Task to carry out: Copy exactly the lines of the records below, and only those lines, beginning with the line that contains "flush here: the" and ending with the line that contains "setup_standard_account(&ctx.config, &admin_client, &mut".

◇ ◇ ◇ ◇ ◇ ◇ ◇

//! Drives the one-time initialization of a fresh data directory.
//!
//! The run is a strict sequence of phases. Every phase failure is fatal and
//! immediate; the only retry loop is the fixed readiness poll against the
//! temporary server. Partial state is never rolled back; the marker file
//! left inside the data directory is the signal for operators to inspect
//! and remediate by hand.

use std::path::{Path, PathBuf};

use mysql_init_config::{
    AdminCredentials, InitConfig, DEFAULT_CLIENT_BINARY, DEFAULT_SEED_SCRIPT_DIR,
    DEFAULT_SERVER_BINARY, DEFAULT_SOCKET_PATH, DEFAULT_TZINFO_BINARY, DEFAULT_ZONEINFO_DIR,
    INCOMPLETE_MARKER_FILE, READINESS_ATTEMPTS, READINESS_INTERVAL, SYSTEM_SCHEMA,
};
use snafu::{ensure, ResultExt, Snafu};
use tokio::time::sleep;
use tracing::{info, warn};

use crate::{
    client::{self, AdminClient},
    command, password, seed,
    server::{self, TemporaryServer},
    timezone,
};

/// External collaborator locations. The defaults match a stock server
/// image; tests and non-standard layouts can redirect each one.
#[derive(clap::Args, Clone, Debug)]
pub struct EngineOptions {
    /// Server binary used for initialization and the temporary instance.
    #[clap(long, default_value = DEFAULT_SERVER_BINARY)]
    pub server_binary: PathBuf,

    /// Interactive client binary used for all administrative commands.
    #[clap(long, default_value = DEFAULT_CLIENT_BINARY)]
    pub client_binary: PathBuf,

    /// Timezone conversion utility.
    #[clap(long, default_value = DEFAULT_TZINFO_BINARY)]
    pub tzinfo_binary: PathBuf,

    /// Unix socket the temporary, unnetworked instance listens on.
    #[clap(long, default_value = DEFAULT_SOCKET_PATH)]
    pub socket: PathBuf,

    /// Directory holding operator-supplied seed scripts.
    #[clap(long, default_value = DEFAULT_SEED_SCRIPT_DIR)]
    pub seed_script_dir: PathBuf,

    /// System timezone database fed to the conversion utility.
    #[clap(long, default_value = DEFAULT_ZONEINFO_DIR)]
    pub zoneinfo_dir: PathBuf,
}

pub struct Ctx {
    pub config: InitConfig,
    pub engine: EngineOptions,
}

/// Mutable per-run state, threaded through the phases explicitly.
#[derive(Default)]
struct SessionState {
    /// First administrative account created during this run.
    credentials: Option<AdminCredentials>,
    /// Whether any login account was provisioned at all.
    account_created: bool,
    /// Whether administrative passwords have to be expired before handing
    /// over. Set from the environment, or forced by the fallback account.
    expire_passwords: bool,
}

type Result<T, E = Error> = std::result::Result<T, E>;

#[derive(Snafu, Debug)]
pub enum Error {
    #[snafu(display("failed to determine the configured data directory"))]
    ProbeDataDir { source: server::Error },

    #[snafu(display("failed to create data directory {path:?}"))]
    CreateDataDir {
        source: std::io::Error,
        path: PathBuf,
    },

    #[snafu(display("failed to write marker file {path:?}"))]
    WriteMarker {
        source: std::io::Error,
        path: PathBuf,
    },

    #[snafu(display("failed to lay down system tables in {path:?}"))]
    InitializeStorage {
        source: server::Error,
        path: PathBuf,
    },

    #[snafu(display("failed to start the temporary server"))]
    StartServer { source: server::Error },

    #[snafu(display("temporary server did not become ready within {attempts} attempts"))]
    ServerNeverReady { attempts: u32 },

    #[snafu(display("failed to load the timezone tables"))]
    LoadTimezones { source: timezone::Error },

    #[snafu(display("failed to purge the default accounts"))]
    PurgeDefaultAccounts { source: client::Error },

    #[snafu(display("failed to provision the root account"))]
    ProvisionRoot { source: client::Error },

    #[snafu(display("failed to provision the admin account {user:?}"))]
    ProvisionAdmin {
        source: client::Error,
        user: String,
    },

    #[snafu(display("failed to create database {database:?}"))]
    ProvisionDatabase {
        source: client::Error,
        database: String,
    },

    #[snafu(display("failed to provision the user account {user:?}"))]
    ProvisionUser {
        source: client::Error,
        user: String,
    },

    #[snafu(display("failed to create the fallback root account"))]
    ProvisionFallbackRoot { source: client::Error },

    #[snafu(display("seed script execution failed"))]
    RunSeedScripts { source: seed::Error },

    #[snafu(display("failed to expire the password of {user:?}"))]
    ExpirePassword {
        source: client::Error,
        user: String,
    },

    #[snafu(display("failed to stop the temporary server"))]
    StopServer { source: server::Error },

    #[snafu(display("failed to remove marker file {path:?}"))]
    ClearMarker {
        source: std::io::Error,
        path: PathBuf,
    },

    #[snafu(display(
        "marker file {path:?} is present, a previous initialization attempt was interrupted; \
         inspect the data directory and remove the marker before retrying"
    ))]
    IncompleteInitialization { path: PathBuf },
}

pub async fn run_initialization(ctx: &Ctx) -> Result<()> {
    let datadir = server::probe_data_dir(&ctx.engine)
        .await
        .context(ProbeDataDirSnafu)?;
    let marker = datadir.join(INCOMPLETE_MARKER_FILE);

    if datadir.join(SYSTEM_SCHEMA).is_dir() {
        info!(
            datadir = %datadir.display(),
            "data directory already contains a {SYSTEM_SCHEMA} schema, nothing to do"
        );
    } else {
        provision(ctx, &datadir, &marker).await?;
    }

    // Re-entry guard, on every run. A marker that survived until here means
    // an earlier attempt crashed between writing it and clearing it.
    ensure_completed(&marker)
}

fn ensure_completed(marker: &Path) -> Result<()> {
    ensure!(
        !marker.exists(),
        IncompleteInitializationSnafu { path: marker }
    );
    Ok(())
}

async fn provision(ctx: &Ctx, datadir: &Path, marker: &Path) -> Result<()> {
    info!(datadir = %datadir.display(), "initializing fresh data directory");
    tokio::fs::create_dir_all(datadir)
        .await
        .context(CreateDataDirSnafu { path: datadir })?;
    tokio::fs::write(marker, b"")
        .await
        .context(WriteMarkerSnafu { path: marker })?;

    server::initialize_storage(&ctx.engine, datadir)
        .await
        .context(InitializeStorageSnafu { path: datadir })?;

    let server = TemporaryServer::spawn(&ctx.engine, datadir).context(StartServerSnafu)?;
    let admin_client = AdminClient::new(&ctx.engine);
    wait_until_ready(&admin_client).await?;

    let mut state = SessionState {
        expire_passwords: ctx.config.onetime_password,
        ..SessionState::default()
    };

    if ctx.config.skip_tzinfo {
        info!("timezone import disabled, skipping");
    } else {
        timezone::load_timezone_tables(&ctx.engine, &admin_client)
            .await
            .context(LoadTimezonesSnafu)?;
    }

    // The insecure initialization leaves an unauthenticated root-equivalent
    // account behind; none of the defaults may survive. No flush here: the
    // cached grants keep the bootstrap connection usable until an
    // administrative account exists.
    info!("purging default accounts");
    admin_client
        .execute(&command::purge_default_accounts(), None)
        .await
        .context(PurgeDefaultAccountsSnafu)?;

    setup_root_account(&ctx.config, &admin_client, &mut state).await?;
    setup_admin_account(&ctx.config, &admin_client, &mut state).await?;
    setup_database(&ctx.config, &admin_client, &state).await?;
    setup_standard_account(&ctx.config, &admin_client, &mut state).await?;
    setup_fallback_account(&admin_client, &mut state).await?;

    seed::run_seed_scripts(
        &ctx.engine.seed_script_dir,
        &admin_client,
        state.credentials.as_ref(),
    )
    .await
    .context(RunSeedScriptsSnafu)?;

    expire_passwords(&ctx.config, &admin_client, &state).await?;

    info!("stopping the temporary server");
    server.stop().await.context(StopServerSnafu)?;

    tokio::fs::remove_file(marker)
        .await
        .context(ClearMarkerSnafu { path: marker })?;
    info!("initialization complete, ready for start up");

    Ok(())
}

async fn wait_until_ready(admin_client: &AdminClient) -> Result<()> {
    for attempt in 1..=READINESS_ATTEMPTS {
        if admin_client.ping(None).await {
            info!("temporary server is ready");
            return Ok(());
        }
        info!(attempt, "waiting for the temporary server");
        sleep(READINESS_INTERVAL).await;
    }

    ServerNeverReadySnafu {
        attempts: READINESS_ATTEMPTS,
    }
    .fail()
}

async fn setup_root_account(
    config: &InitConfig,
    admin_client: &AdminClient,
    state: &mut SessionState,
) -> Result<()> {
    if !config.root_account_requested() {
        return Ok(());
    }

    let password = if config.random_root_password {
        let password = password::generate();
        // Displayed exactly once, never logged or stored.
        println!("GENERATED ROOT PASSWORD: {password}");
        password
    } else {
        config.root_password.clone().unwrap_or_default()
    };

    info!("provisioning the root account");
    admin_client
        .execute(&command::create_root_account(&password), None)
        .await
        .context(ProvisionRootSnafu)?;

    state.account_created = true;
    state.credentials.get_or_insert(AdminCredentials {
        user: "root".to_string(),
        host: "%".to_string(),
        password,
    });

    Ok(())
}

async fn setup_admin_account(
    config: &InitConfig,
    admin_client: &AdminClient,
    state: &mut SessionState,
) -> Result<()> {
    let Some(user) = &config.admin_user else {
        return Ok(());
    };

    let password = if config.random_admin_password {
        let password = password::generate();
        println!("GENERATED ADMIN PASSWORD: {password}");
        password
    } else {
        config.admin_password.clone().unwrap_or_default()
    };

    info!(%user, "provisioning the admin account");
    admin_client
        .execute(
            &command::create_admin_account(user, &password),
            state.credentials.as_ref(),
        )
        .await
        .context(ProvisionAdminSnafu { user })?;

    state.account_created = true;
    state.credentials.get_or_insert(AdminCredentials {
        user: user.clone(),
        host: "%".to_string(),
        password,
    });

    Ok(())
}

async fn setup_database(
    config: &InitConfig,
    admin_client: &AdminClient,
    state: &SessionState,
) -> Result<()> {
    let Some(database) = &config.database else {
        return Ok(());
    };

    info!(%database, "creating database");
    admin_client
        .execute(
            &command::create_database(database),
            state.credentials.as_ref(),
        )
        .await
        .context(ProvisionDatabaseSnafu { database })
}

async fn setup_standard_account(
    config: &InitConfig,
    admin_client: &AdminClient,
    state: &mut SessionState,
) -> Result<()> {
    let (user, password) = match (&config.user, &config.password) {
        (Some(user), Some(password)) => (user, password),
        (Some(user), None) => {
            warn!(%user, "MYSQL_USER is set without MYSQL_PASSWORD, not creating the account");
            return Ok(());
        }
        (None, Some(_)) => {
            warn!("MYSQL_PASSWORD is set without MYSQL_USER, ignoring it");
            return Ok(());
        }
        (None, None) => return Ok(()),
    };

    info!(%user, database = ?config.database, "provisioning the user account");
    admin_client
        .execute(
            &command::create_standard_account(user, password, config.database.as_deref()),
            state.credentials.as_ref(),
        )
        .await
        .context(ProvisionUserSnafu { user })?;

    state.account_created = true;
    Ok(())
}

async fn setup_fallback_account(
    admin_client: &AdminClient,
    state: &mut SessionState,
) -> Result<()> {
    if state.account_created {
        return Ok(());
    }

    warn!(
        "no account was provisioned; creating an insecure root@localhost account with a \
         mandatory password change on first login"
    );
    admin_client
        .execute(&command::create_fallback_root_account(), None)
        .await
        .context(ProvisionFallbackRootSnafu)?;

    state.account_created = true;
    state.expire_passwords = true;
    state.credentials.get_or_insert(AdminCredentials {
        user: "root".to_string(),
        host: "localhost".to_string(),
        password: String::new(),
    });

    Ok(())
}

async fn expire_passwords(
    config: &InitConfig,
    admin_client: &AdminClient,
    state: &SessionState,
) -> Result<()> {
    if !state.expire_passwords {
        return Ok(());
    }

    if let Some(user) = &config.admin_user {
        info!(%user, "expiring the admin account password");
        admin_client
            .execute(
                &command::expire_password(user, "%"),
                state.credentials.as_ref(),
            )
            .await
            .context(ExpirePasswordSnafu { user })?;
    }

    // Expiring our own credential has to come last, nothing can
    // authenticate with it afterwards.
    if let Some(credentials) = &state.credentials {
        if config.admin_user.as_ref() != Some(&credentials.user) {
            info!(user = %credentials.user, "expiring the administrative account password");
            admin_client
                .execute(
                    &command::expire_password(&credentials.user, &credentials.host),
                    Some(credentials),
                )
                .await
                .context(ExpirePasswordSnafu {
                    user: &credentials.user,
                })?;
        }
    }

    Ok(())
}

#[cfg(test)]
mod tests {
    use super::*;

    fn scratch_dir(name: &str) -> PathBuf {
        let dir = std::env::temp_dir().join(format!("mysql-init-{name}-{}", std::process::id()));
        std::fs::create_dir_all(&dir).expect("scratch dir");
        dir
    }

    #[test]
    fn test_leftover_marker_is_fatal() {
        let dir = scratch_dir("marker-present");
        let marker = dir.join(INCOMPLETE_MARKER_FILE);
        std::fs::write(&marker, b"").expect("marker fixture");

        let result = ensure_completed(&marker);
        assert!(matches!(
            result,
            Err(Error::IncompleteInitialization { .. })
        ));

        std::fs::remove_dir_all(&dir).ok();
    }

    #[test]
    fn test_cleared_marker_passes_the_final_check() {
        let dir = scratch_dir("marker-absent");
        let marker = dir.join(INCOMPLETE_MARKER_FILE);

        assert!(ensure_completed(&marker).is_ok());

        std::fs::remove_dir_all(&dir).ok();
    }
}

◇ ◇ ◇ ◇ ◇ ◇ ◇

Solution for this task:
    // account behind; none of the defaults may survive. No flush here: the
    // cached grants keep the bootstrap connection usable until an
    // administrative account exists.
    info!("purging default accounts");
    admin_client
        .execute(&command::purge_default_accounts(), None)
        .await
        .context(PurgeDefaultAccountsSnafu)?;

    setup_root_account(&ctx.config, &admin_client, &mut state).await?;
    setup_admin_account(&ctx.config, &admin_client, &mut state).await?;
    setup_database(&ctx.config, &admin_client, &state).await?;
    setup_standard_account(&ctx.config, &admin_client, &mut state).await?;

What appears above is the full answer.